[Start of section]

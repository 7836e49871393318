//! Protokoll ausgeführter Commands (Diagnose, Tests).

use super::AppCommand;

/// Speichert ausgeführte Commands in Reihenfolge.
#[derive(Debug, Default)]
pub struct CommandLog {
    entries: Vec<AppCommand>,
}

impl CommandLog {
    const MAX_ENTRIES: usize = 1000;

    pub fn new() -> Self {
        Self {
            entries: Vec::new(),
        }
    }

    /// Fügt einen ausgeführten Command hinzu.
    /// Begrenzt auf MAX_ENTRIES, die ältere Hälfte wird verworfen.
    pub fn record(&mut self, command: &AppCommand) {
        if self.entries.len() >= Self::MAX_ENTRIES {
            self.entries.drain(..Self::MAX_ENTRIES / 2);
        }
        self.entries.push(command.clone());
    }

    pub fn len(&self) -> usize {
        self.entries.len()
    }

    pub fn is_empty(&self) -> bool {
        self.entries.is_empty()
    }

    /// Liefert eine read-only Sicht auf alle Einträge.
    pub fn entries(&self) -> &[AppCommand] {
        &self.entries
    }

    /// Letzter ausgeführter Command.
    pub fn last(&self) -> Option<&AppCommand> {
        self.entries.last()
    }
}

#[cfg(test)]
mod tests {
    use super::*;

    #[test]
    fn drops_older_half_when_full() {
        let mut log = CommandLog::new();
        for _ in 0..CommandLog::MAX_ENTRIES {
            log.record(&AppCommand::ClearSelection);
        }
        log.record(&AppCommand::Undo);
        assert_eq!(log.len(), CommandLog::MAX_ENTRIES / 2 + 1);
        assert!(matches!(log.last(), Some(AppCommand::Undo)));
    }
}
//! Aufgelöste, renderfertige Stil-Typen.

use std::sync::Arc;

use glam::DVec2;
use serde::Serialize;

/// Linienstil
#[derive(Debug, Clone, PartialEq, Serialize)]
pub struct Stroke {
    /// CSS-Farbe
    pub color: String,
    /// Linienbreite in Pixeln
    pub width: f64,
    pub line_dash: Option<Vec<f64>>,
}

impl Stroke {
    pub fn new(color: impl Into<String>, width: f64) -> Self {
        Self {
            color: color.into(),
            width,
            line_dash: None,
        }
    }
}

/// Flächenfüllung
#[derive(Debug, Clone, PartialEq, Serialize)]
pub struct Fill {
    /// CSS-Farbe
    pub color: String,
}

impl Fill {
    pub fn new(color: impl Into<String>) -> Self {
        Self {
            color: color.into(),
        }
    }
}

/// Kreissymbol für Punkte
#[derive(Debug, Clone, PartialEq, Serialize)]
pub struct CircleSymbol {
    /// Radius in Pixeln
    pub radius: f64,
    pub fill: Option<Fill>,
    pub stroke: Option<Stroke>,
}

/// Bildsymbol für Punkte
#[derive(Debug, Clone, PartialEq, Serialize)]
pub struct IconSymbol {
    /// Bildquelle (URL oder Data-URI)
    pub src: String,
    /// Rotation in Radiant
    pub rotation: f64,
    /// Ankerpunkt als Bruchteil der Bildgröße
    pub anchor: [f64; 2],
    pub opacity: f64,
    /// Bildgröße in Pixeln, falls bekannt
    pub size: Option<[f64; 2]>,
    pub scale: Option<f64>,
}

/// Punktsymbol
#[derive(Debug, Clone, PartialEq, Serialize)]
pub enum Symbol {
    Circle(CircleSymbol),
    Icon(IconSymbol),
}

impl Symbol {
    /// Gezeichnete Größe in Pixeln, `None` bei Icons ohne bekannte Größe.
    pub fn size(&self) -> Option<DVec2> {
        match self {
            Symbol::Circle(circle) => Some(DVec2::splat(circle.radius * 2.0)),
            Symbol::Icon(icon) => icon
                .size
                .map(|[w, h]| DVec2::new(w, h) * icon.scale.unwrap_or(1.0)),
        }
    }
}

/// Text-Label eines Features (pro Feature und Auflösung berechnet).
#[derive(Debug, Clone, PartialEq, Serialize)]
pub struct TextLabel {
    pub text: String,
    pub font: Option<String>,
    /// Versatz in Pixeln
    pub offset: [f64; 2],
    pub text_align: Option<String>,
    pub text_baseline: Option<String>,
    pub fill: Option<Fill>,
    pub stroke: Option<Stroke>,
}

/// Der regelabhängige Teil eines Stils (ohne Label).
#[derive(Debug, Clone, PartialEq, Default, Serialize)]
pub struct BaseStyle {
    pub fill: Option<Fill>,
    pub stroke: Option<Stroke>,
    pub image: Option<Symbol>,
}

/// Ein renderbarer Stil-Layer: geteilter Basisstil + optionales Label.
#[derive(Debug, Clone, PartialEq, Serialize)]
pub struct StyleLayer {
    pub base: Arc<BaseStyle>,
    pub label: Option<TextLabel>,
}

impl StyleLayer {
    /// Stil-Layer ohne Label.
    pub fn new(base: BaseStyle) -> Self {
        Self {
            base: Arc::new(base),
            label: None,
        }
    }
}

[End of section]

= What is being asked =
Check each line of the data above for the string "None" and report only how many lines have it.

= Answer for this exercise =
3